Look through the data below for the line with "Outbound call budget", and transcribe it exactly together with each line after it up to and including the line with "are in flight.". Give nothing else.

[Saved entries]
★ ★ ★ ★ ★ ★ ★

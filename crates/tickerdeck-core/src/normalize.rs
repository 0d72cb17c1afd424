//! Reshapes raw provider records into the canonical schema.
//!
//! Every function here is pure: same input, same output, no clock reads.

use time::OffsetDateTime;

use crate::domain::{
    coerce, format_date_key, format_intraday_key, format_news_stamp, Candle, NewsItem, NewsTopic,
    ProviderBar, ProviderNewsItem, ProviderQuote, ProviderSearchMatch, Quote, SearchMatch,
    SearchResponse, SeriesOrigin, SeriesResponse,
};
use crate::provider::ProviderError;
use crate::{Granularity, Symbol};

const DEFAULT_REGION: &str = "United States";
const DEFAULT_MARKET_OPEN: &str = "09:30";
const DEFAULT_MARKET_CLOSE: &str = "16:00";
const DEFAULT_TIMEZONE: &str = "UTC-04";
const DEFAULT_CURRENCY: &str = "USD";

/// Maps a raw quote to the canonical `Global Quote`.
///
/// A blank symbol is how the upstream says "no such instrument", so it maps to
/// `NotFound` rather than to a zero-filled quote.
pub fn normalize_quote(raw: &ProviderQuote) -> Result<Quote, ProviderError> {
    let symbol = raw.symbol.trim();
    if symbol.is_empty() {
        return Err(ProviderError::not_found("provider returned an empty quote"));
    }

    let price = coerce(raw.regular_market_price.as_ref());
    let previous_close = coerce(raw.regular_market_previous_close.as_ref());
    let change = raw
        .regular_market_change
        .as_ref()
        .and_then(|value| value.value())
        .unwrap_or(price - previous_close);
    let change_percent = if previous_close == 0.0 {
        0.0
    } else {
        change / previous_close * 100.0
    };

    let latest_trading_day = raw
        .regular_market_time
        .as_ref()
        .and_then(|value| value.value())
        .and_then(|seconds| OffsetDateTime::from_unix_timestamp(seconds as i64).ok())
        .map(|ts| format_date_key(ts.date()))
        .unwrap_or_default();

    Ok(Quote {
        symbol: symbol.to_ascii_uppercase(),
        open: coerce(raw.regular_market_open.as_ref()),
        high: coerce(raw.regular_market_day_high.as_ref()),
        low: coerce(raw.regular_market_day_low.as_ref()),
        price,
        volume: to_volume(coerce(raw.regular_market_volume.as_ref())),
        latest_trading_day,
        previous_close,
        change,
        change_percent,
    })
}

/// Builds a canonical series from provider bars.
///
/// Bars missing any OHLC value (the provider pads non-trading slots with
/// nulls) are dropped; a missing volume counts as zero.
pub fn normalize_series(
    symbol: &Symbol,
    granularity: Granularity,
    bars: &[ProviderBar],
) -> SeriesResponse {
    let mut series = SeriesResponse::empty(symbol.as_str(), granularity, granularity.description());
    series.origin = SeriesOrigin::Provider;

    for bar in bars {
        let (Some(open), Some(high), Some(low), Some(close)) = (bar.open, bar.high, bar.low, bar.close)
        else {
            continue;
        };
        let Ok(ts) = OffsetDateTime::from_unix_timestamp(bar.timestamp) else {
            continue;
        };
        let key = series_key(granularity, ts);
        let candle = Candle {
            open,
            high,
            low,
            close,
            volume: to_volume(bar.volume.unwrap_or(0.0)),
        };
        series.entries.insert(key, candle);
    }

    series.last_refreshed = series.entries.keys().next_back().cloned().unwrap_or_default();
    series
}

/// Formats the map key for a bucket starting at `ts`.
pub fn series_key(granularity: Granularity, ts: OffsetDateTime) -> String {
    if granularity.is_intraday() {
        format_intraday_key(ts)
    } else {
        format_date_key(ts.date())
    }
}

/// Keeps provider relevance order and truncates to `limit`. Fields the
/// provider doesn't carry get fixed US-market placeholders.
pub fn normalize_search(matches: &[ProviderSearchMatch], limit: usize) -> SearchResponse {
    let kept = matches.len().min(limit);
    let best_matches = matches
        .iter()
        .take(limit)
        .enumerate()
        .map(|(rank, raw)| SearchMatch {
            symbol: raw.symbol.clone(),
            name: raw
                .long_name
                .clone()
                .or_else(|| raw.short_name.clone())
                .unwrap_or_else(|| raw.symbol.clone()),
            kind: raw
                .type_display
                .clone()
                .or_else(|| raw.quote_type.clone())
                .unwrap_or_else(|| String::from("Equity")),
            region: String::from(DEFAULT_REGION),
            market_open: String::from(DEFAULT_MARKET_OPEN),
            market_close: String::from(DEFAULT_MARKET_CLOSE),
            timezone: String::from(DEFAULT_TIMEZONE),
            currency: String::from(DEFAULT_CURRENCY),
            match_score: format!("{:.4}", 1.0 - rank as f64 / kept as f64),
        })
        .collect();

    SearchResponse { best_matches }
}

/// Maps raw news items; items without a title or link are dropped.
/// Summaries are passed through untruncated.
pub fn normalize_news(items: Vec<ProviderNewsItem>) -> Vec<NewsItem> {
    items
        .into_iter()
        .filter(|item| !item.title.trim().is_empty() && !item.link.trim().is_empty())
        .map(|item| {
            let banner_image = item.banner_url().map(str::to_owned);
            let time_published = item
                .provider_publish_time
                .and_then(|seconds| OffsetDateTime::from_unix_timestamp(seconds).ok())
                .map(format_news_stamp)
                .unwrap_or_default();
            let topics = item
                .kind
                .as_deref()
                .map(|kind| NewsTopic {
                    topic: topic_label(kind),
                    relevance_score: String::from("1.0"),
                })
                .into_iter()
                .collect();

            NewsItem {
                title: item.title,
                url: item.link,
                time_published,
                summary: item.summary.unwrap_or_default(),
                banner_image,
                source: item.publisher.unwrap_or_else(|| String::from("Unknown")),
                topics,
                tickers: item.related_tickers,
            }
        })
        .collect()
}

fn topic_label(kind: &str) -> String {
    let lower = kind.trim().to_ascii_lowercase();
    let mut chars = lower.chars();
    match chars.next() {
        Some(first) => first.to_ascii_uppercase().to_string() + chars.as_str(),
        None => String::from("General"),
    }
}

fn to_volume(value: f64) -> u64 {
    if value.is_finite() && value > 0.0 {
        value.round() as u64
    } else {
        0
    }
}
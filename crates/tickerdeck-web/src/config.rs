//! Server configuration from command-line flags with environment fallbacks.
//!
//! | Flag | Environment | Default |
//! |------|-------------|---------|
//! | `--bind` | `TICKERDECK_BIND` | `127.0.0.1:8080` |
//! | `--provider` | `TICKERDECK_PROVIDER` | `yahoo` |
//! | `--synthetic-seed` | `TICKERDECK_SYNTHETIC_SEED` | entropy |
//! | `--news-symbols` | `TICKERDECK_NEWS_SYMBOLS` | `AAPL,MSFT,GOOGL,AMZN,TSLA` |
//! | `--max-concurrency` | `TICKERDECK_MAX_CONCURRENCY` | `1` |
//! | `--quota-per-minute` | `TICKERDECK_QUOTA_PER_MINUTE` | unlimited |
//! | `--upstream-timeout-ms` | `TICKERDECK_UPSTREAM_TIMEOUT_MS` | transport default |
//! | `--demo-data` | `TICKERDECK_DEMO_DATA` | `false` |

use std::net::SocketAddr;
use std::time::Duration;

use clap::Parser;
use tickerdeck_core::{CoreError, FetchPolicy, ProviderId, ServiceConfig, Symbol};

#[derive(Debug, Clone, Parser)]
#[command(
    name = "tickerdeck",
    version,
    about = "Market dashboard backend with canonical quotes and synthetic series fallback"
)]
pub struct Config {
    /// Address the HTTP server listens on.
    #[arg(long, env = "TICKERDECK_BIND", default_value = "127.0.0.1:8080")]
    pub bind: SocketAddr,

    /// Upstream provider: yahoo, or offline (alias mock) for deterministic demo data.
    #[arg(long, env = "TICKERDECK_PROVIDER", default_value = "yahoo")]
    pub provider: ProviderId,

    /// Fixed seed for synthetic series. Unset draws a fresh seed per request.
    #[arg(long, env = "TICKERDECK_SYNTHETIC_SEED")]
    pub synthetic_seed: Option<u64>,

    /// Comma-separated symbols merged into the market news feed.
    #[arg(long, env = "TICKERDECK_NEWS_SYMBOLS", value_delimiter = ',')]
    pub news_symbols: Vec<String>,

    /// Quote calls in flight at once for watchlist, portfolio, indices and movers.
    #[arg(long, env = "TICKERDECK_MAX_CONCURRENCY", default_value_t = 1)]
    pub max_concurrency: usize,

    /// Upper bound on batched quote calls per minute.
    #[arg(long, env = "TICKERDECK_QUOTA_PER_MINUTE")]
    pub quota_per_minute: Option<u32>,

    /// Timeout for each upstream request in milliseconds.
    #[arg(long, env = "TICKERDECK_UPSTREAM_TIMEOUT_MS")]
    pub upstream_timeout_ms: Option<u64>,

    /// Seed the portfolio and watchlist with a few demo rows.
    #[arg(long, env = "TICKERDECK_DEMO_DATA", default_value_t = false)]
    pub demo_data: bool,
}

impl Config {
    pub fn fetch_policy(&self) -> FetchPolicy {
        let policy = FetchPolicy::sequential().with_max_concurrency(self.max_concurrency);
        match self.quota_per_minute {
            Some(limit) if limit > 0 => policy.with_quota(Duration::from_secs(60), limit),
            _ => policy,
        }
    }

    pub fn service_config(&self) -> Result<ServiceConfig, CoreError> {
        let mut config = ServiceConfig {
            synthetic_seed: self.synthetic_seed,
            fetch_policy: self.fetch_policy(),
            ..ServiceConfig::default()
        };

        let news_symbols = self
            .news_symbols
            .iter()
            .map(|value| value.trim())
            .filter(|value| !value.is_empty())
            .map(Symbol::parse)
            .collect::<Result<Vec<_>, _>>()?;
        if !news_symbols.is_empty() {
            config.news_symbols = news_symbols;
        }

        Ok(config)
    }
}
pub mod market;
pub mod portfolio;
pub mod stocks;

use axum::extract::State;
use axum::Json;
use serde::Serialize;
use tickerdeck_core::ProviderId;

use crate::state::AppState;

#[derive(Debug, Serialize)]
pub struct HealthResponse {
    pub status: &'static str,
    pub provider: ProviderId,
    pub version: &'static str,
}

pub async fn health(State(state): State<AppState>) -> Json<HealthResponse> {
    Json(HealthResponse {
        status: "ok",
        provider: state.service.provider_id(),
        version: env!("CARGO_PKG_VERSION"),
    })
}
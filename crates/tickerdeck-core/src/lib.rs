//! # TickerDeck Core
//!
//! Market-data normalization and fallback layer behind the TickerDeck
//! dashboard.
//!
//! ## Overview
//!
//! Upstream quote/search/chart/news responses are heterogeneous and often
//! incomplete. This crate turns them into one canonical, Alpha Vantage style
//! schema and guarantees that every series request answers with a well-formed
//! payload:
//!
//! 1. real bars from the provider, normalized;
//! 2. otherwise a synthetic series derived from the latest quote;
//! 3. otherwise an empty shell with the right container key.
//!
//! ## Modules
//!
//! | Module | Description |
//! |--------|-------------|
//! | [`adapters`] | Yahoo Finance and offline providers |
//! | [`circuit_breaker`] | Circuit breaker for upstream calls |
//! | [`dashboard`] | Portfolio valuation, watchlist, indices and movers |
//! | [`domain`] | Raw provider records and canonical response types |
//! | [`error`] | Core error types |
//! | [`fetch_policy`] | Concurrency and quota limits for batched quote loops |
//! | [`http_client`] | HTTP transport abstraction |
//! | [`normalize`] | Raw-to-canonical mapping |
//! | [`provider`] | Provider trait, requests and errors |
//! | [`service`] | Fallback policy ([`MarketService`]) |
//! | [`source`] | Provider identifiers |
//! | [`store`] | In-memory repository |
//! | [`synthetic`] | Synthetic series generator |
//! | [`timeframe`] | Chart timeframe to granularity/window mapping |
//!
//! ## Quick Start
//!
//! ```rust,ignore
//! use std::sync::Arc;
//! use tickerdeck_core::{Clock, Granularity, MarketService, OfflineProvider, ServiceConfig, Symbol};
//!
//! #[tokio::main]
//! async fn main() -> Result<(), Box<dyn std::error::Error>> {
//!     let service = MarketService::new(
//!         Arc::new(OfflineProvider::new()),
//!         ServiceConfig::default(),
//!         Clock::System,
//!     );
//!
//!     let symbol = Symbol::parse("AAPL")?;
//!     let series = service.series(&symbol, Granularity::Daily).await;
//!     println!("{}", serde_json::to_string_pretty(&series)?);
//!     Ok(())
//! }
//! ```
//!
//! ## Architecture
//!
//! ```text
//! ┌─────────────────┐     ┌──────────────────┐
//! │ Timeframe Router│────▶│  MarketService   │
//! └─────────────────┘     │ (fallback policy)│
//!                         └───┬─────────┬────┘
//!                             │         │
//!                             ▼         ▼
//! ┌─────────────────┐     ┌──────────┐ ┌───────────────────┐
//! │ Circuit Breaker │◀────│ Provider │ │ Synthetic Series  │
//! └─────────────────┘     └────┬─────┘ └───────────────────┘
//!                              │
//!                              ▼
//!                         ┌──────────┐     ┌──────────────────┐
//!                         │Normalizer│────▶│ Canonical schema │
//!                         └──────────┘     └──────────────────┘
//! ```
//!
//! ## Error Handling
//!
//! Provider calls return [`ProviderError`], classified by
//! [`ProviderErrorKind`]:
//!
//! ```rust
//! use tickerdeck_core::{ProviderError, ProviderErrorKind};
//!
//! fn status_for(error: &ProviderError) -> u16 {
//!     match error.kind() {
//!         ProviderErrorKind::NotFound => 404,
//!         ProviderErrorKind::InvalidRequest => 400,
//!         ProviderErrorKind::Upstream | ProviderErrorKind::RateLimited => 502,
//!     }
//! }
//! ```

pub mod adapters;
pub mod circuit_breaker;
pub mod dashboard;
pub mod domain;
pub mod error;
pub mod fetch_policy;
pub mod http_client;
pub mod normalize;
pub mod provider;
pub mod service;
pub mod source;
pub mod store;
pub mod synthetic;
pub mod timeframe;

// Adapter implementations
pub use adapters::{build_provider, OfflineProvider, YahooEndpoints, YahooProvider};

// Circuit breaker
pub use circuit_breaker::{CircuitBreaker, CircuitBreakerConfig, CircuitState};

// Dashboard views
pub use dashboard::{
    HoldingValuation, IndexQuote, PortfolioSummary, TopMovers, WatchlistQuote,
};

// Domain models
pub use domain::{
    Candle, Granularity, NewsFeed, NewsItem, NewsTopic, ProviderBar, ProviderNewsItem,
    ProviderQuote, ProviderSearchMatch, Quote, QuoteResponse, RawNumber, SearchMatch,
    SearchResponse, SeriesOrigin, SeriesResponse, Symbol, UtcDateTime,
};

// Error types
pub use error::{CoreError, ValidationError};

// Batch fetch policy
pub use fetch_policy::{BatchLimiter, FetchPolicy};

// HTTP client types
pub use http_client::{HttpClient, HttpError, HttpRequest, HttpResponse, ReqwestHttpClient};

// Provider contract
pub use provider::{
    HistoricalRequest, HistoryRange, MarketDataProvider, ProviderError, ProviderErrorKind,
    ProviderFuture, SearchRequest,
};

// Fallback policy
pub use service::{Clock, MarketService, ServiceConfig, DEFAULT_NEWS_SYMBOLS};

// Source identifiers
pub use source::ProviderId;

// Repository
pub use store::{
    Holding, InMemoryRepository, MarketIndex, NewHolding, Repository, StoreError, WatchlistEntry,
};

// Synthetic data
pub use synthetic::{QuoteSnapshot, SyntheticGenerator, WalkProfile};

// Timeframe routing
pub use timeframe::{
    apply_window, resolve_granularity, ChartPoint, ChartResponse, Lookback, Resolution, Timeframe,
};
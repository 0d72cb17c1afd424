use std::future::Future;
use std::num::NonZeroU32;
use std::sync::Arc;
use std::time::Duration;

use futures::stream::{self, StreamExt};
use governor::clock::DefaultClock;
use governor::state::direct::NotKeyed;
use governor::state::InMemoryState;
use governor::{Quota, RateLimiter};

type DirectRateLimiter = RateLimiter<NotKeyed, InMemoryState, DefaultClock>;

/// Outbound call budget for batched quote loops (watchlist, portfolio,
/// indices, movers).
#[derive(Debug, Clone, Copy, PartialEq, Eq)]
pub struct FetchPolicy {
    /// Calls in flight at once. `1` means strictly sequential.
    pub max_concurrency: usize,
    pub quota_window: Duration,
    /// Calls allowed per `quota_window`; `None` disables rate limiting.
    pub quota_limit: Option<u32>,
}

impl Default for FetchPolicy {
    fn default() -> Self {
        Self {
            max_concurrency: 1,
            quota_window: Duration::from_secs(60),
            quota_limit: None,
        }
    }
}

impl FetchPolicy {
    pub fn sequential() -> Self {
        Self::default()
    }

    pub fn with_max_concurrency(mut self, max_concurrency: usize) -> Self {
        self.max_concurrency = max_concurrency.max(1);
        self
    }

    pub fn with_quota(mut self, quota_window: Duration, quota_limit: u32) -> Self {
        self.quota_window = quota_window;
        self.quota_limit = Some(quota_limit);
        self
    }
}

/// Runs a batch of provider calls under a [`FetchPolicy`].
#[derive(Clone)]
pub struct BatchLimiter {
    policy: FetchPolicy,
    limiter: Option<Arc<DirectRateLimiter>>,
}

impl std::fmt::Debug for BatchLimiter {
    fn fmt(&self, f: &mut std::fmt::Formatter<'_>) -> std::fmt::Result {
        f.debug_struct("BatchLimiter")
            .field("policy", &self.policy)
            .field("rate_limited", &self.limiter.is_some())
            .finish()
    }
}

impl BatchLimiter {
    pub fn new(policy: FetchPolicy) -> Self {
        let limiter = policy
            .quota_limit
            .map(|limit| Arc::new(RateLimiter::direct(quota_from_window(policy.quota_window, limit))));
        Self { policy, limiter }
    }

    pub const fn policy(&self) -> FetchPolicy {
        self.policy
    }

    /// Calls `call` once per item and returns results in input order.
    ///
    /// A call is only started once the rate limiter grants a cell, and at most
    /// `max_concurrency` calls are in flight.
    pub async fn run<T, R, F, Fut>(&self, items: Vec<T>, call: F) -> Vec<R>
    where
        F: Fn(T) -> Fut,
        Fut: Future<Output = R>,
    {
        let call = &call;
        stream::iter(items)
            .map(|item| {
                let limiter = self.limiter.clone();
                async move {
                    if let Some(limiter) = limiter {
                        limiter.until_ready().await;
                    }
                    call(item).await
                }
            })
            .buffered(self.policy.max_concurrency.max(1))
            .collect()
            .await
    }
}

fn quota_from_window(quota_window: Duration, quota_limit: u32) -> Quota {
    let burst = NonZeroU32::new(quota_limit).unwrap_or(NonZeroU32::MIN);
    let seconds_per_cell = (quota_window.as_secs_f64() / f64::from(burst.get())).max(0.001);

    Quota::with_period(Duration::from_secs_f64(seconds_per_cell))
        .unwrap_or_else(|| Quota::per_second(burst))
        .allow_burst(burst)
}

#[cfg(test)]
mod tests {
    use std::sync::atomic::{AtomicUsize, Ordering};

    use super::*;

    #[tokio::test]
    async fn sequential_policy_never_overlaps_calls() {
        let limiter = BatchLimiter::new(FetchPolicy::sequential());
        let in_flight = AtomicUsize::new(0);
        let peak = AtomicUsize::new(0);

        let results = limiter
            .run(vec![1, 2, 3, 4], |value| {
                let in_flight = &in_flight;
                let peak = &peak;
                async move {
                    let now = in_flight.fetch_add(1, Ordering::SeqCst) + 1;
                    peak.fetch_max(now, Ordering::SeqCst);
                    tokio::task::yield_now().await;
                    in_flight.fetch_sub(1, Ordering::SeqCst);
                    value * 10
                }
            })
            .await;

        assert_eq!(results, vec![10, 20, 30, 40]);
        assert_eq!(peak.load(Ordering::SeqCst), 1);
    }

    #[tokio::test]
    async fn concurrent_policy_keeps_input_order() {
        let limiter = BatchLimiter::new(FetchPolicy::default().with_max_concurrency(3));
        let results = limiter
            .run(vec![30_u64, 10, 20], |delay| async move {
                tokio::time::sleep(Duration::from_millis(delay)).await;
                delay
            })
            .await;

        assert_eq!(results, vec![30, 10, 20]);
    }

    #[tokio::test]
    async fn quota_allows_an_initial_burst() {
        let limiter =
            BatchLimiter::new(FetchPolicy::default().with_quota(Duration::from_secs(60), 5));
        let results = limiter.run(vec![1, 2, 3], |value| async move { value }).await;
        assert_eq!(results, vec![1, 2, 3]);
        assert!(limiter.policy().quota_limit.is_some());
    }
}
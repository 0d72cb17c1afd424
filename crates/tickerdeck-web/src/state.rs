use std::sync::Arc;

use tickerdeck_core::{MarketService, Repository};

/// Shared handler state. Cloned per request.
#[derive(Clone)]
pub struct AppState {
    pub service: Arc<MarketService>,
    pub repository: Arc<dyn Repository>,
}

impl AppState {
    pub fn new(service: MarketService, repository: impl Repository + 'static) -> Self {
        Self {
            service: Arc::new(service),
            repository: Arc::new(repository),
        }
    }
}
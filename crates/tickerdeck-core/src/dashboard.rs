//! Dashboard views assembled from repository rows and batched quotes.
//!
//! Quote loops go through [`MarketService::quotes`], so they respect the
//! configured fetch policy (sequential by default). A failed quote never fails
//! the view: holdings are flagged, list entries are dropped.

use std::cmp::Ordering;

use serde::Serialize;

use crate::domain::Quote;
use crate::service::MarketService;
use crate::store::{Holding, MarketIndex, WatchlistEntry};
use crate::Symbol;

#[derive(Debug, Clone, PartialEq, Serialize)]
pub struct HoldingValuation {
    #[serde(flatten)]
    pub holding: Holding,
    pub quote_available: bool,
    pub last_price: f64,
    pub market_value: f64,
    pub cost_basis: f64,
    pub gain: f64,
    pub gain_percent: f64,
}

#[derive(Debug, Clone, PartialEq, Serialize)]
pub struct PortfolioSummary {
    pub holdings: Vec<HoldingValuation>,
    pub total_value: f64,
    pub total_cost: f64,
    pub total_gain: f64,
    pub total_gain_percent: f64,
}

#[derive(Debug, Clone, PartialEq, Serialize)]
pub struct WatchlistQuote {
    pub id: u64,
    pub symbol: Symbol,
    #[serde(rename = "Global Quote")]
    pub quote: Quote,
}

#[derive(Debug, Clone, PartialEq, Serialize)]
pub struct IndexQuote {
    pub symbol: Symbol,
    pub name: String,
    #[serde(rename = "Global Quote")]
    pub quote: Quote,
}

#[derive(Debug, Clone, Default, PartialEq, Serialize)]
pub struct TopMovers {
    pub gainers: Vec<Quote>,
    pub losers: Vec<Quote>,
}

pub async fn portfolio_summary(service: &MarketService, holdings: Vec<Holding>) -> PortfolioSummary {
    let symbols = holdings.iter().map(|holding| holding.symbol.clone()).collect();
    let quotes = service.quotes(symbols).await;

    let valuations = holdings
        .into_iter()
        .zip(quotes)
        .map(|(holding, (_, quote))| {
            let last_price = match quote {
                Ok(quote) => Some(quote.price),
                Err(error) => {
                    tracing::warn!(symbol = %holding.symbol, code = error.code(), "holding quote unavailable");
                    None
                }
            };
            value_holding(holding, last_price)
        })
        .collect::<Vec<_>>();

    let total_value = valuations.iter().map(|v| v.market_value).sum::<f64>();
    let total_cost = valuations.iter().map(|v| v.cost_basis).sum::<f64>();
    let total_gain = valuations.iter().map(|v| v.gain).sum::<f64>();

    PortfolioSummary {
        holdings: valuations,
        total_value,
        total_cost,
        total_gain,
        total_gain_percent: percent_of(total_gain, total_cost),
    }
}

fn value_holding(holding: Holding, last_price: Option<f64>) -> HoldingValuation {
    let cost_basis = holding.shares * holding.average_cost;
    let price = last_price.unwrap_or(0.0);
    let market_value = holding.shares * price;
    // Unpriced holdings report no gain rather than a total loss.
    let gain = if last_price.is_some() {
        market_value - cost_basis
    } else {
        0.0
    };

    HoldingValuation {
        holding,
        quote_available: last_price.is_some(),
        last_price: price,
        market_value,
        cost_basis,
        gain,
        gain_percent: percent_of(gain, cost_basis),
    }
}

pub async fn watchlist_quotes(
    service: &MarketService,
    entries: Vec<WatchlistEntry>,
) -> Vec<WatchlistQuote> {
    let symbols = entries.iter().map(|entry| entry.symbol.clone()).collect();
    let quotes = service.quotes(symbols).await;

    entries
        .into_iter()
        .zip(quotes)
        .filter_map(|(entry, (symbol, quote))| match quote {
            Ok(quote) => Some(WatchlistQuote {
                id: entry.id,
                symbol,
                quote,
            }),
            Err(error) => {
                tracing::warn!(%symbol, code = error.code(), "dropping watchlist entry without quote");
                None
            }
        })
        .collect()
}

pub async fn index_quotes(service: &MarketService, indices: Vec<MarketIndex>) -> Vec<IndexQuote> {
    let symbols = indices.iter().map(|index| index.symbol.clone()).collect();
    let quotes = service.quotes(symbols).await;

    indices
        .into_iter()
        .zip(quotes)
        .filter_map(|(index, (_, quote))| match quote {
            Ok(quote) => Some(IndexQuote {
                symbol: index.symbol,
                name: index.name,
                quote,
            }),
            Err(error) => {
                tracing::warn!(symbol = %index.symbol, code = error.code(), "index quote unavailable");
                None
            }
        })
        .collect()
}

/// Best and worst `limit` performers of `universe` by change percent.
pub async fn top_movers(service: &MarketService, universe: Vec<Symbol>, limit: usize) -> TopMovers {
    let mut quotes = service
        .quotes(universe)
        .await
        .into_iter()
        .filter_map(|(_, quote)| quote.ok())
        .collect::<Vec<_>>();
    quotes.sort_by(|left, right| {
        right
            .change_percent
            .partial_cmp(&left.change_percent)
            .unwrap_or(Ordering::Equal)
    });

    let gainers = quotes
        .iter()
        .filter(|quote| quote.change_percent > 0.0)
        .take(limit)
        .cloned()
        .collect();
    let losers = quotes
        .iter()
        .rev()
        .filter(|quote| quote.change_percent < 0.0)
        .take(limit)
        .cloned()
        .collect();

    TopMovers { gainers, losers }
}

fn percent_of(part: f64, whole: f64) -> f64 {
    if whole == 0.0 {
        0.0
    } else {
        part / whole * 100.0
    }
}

★ ★ ★ ★ ★ ★ ★

YOUR SOLUTION:
/// Outbound call budget for batched quote loops (watchlist, portfolio,
/// indices, movers).
#[derive(Debug, Clone, Copy, PartialEq, Eq)]
pub struct FetchPolicy {
    /// Calls in flight at once. `1` means strictly sequential.
    pub max_concurrency: usize,
    pub quota_window: Duration,
    /// Calls allowed per `quota_window`; `None` disables rate limiting.
    pub quota_limit: Option<u32>,
}

impl Default for FetchPolicy {
    fn default() -> Self {
        Self {
            max_concurrency: 1,
            quota_window: Duration::from_secs(60),
            quota_limit: None,
        }
    }
}

impl FetchPolicy {
    pub fn sequential() -> Self {
        Self::default()
    }

    pub fn with_max_concurrency(mut self, max_concurrency: usize) -> Self {
        self.max_concurrency = max_concurrency.max(1);
        self
    }

    pub fn with_quota(mut self, quota_window: Duration, quota_limit: u32) -> Self {
        self.quota_window = quota_window;
        self.quota_limit = Some(quota_limit);
        self
    }
}

/// Runs a batch of provider calls under a [`FetchPolicy`].
#[derive(Clone)]
pub struct BatchLimiter {
    policy: FetchPolicy,
    limiter: Option<Arc<DirectRateLimiter>>,
}

impl std::fmt::Debug for BatchLimiter {
    fn fmt(&self, f: &mut std::fmt::Formatter<'_>) -> std::fmt::Result {
        f.debug_struct("BatchLimiter")
            .field("policy", &self.policy)
            .field("rate_limited", &self.limiter.is_some())
            .finish()
    }
}

impl BatchLimiter {
    pub fn new(policy: FetchPolicy) -> Self {
        let limiter = policy
            .quota_limit
            .map(|limit| Arc::new(RateLimiter::direct(quota_from_window(policy.quota_window, limit))));
        Self { policy, limiter }
    }

    pub const fn policy(&self) -> FetchPolicy {
        self.policy
    }

    /// Calls `call` once per item and returns results in input order.
    ///
    /// A call is only started once the rate limiter grants a cell, and at most
    /// `max_concurrency` calls are in flight.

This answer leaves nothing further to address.